Y así, un día vimos a una mujer con faldas largas, grandes gafas oscuras, collares rojos y pamelas que medio ocultaban una melena cobriza. Llegamos a saber su nombre y que había trabajado en París con Coco Chanel en el mundo de la moda; también que era una gran bailarina, y que respondía por Ana de Pombo. Cuando abrió en pleno centro un salón de té, al que llamó “La Maroma” ya estábamos habituados a su estrafalaria vestimenta y a la gente tan variada como rara que solía acompañarla. Era amiga de Pepe Carleton, al que ya queríamos los que tuvimos la suerte de conocerlo desde su llegada de Tánger.
Fue Carleton, el entrañable Pepe, quien me avisó unos días antes de la llegada de un “muy importante hombre de las letras francesas”, que venía a pasar una temporada a casa de Ana de Pombo. “Vendré con él a por los diarios” –me dijo, y por libros, no puede pasar sin leer”. En aquellos años teníamos en la librería diarios y revistas franceses, pero no libros, al menos no tantos como el parecía necesitar.

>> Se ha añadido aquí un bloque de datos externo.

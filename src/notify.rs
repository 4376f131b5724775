//! Sink de notificaciones "now playing".
//!
//! Fire-and-forget: las implementaciones loguean sus propios fallos; nada
//! de lo que pase acá puede afectar la reproducción. El estado "último
//! mensaje publicado por sesión" vive en la implementación, no en la
//! sesión.

use async_trait::async_trait;

use crate::audio::queue::Track;
use crate::GuildId;

#[async_trait]
pub trait NowPlayingPublisher: Send + Sync {
    /// Publica el "now playing" y retrae el anterior de la misma sesión.
    async fn publish(&self, guild: GuildId, track: &Track, queue_len: usize);

    /// Actualiza el mensaje publicado en el lugar (p. ej. estado pausado).
    async fn update(&self, guild: GuildId, track: &Track, paused: bool);

    /// Borra el mensaje publicado, si lo hay.
    async fn retract(&self, guild: GuildId);

    /// Aviso suelto al canal de la sesión (desconexión por inactividad,
    /// cascada de fallos, etc.).
    async fn notice(&self, guild: GuildId, message: &str);
}

/// Publisher que no hace nada; útil para tests y embebidos sin UI.
pub struct NoopPublisher;

#[async_trait]
impl NowPlayingPublisher for NoopPublisher {
    async fn publish(&self, _guild: GuildId, _track: &Track, _queue_len: usize) {}

    async fn update(&self, _guild: GuildId, _track: &Track, _paused: bool) {}

    async fn retract(&self, _guild: GuildId) {}

    async fn notice(&self, _guild: GuildId, _message: &str) {}
}
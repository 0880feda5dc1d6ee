//! OpenMusic Storage
//!
//! `SQLite` relational store adapter for the playlist core.
//!
//! The store is the single source of truth: every uniqueness rule
//! (song-in-playlist, collaborator, album like) is enforced here by a
//! `UNIQUE` constraint, and every multi-row mutation runs in one transaction.
//!
//! # Architecture
//!
//! - **Vertical Slicing**: Each table family owns its own queries
//! - **Transactions**: Mutations that touch more than one table take a
//!   transaction and commit once; an early return drops (rolls back) it
//! - **No Authorization**: Callers resolve roles with [`access::resolve_role`]
//!   before mutating
//!
//! # Example
//!
//! ```rust,no_run
//! use openmusic_storage::{create_pool, run_migrations};
//!
//! # async fn example() -> Result<(), Box<dyn std::error::Error>> {
//! let pool = create_pool("sqlite://openmusic.db").await?;
//! run_migrations(&pool).await?;
//!
//! let playlists = openmusic_storage::playlists::get_for_user(&pool, &"user-1".into()).await?;
//! # Ok(())
//! # }
//! ```

// Vertical slices
pub mod access;
pub mod activities;
pub mod album_likes;
pub mod catalog;
pub mod collaborations;
pub mod exports;
pub mod playlist_songs;
pub mod playlists;

use sqlx::migrate::Migrator;
use sqlx::sqlite::SqlitePool;

// Embed migrations into binary
static MIGRATOR: Migrator = sqlx::migrate!("./migrations");

/// Run database migrations
///
/// This should be called once when the application starts to ensure
/// the database schema is up to date.
///
/// # Errors
///
/// Returns an error if migrations fail to run
pub async fn run_migrations(pool: &SqlitePool) -> Result<(), sqlx::migrate::MigrateError> {
    MIGRATOR.run(pool).await
}

/// Create a new `SQLite` pool
///
/// # Arguments
///
/// * `database_url` - `SQLite` connection string (e.g., `<sqlite://openmusic.db>`)
///
/// # Errors
///
/// Returns an error if the connection fails
pub async fn create_pool(database_url: &str) -> Result<SqlitePool, sqlx::Error> {
    use sqlx::sqlite::{SqliteConnectOptions, SqliteJournalMode, SqlitePoolOptions};
    use std::str::FromStr;

    tracing::debug!(database_url, "Creating SQLite pool");

    let options = SqliteConnectOptions::from_str(database_url)?
        .create_if_missing(true)
        .foreign_keys(true)
        .journal_mode(SqliteJournalMode::Wal)
        .busy_timeout(std::time::Duration::from_secs(30));

    let pool = SqlitePoolOptions::new()
        .max_connections(5)
        .connect_with(options)
        .await?;

    tracing::debug!("SQLite pool created");

    Ok(pool)
}

/// Fixed-width UTC timestamp so text ordering matches time ordering
pub(crate) fn now_timestamp() -> String {
    chrono::Utc::now()
        .format("%Y-%m-%dT%H:%M:%S%.6fZ")
        .to_string()
}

Lo que más me llamó la atención del personaje fue el fuerte colorido de las flores de su camisa, el encrespado de su pelo blanco y unos ojos de intensa mirada que parecían escrutar cada rincón y cada persona junto a una aparente seriedad que le conferían un cierto aire majestuoso. A pesar de todo, confieso que era un turista más, creo que para todo el pueblo, un amigo de Ana de Pombo y Pepe, un bohemio quizás.
Cocteau entró en la librería rodeado de su corte habitual, Ana, Edgar Neville y Carleton. Miró hacia un lado y el otro, y al divisarme tras el pequeño mostrador me dijo con voz lenta y pausada: “Bonjour, mademoiselle. Enchanté de vous connâitre, ¿où sont les livres en francais ?… las pocas palabras que Rivera el maestro andaba enseñándome, se trabucaron en mi lengua a la par que Carleton me ayudaba a responder.
Fue el comienzo de varias visitas hasta que un día Pepe Carleton me preguntó si no me importaría llevar el enorme montón de periódicos a La Maroma cada día y los libros que el “ilustre señor francés” nos iba encargando. Gracias a Cocteau llegó a la librería la colección de Livres de poches que el solicitó. Pidió también algunas revistas literarias y sobre teatro y cine. Todavía yo desconocía la enorme relevancia que el personaje tenía entre sus contemporáneos en diversos campos del arte, y menos que además de novelista era dramaturgo, director de cine y pintor. No imaginaba el éxito que algunas de sus obras escritas o en películas iban a tener más tarde en España, caso de “Opio”, por ejemplo.
Jean Cocteau me sonreía con amabilidad cuando recibía su paquete literario, y en los últimos días antes de marcharse, además de un gentil “mercí”, colocaba en mi mano unas chocolatinas buenísimas que recuerdo eran belgas.
Fue indagando sobre él en unos tiempos en los que los adolescentes y jóvenes cultivábamos una cultura literaria y artística muy escasa, entre los que, por supuesto, solo existían algunos clásicos españoles. No era el conocimiento amplio lo que más importaba al Sistema en funciones. Mucho menos si el artista no era católico, de buenas costumbres y un poco, al menos, fascista.
En La Maroma Cocteau realizó un panel para regalar a Ana que quedó impreso en las paredes del salón de té y cuya propiedad con el paso del tiempo supe que había sido vendido a la familia de Ignacio Coca. En él escribió, junto a dibujos flamencos de carácter surrealista, la frase siguiente, que traduzco del francés en el que fue escrita:
“Los españoles encierran sus bellezas entre rejas para que no se marchen jamás del país”, en referencia a las rejas del propio salón de Ana de Pombo
Volvió dos años más en invierno. Continuó siendo un gran cliente de prensa y libros. Para entonces yo había investigado lo suficiente sobre Cocteau para saber que teníamos como visitante a uno de los grandes sabios franceses. En afortunadas palabras de Alfredo Taján, “un acróbata del pensamiento”.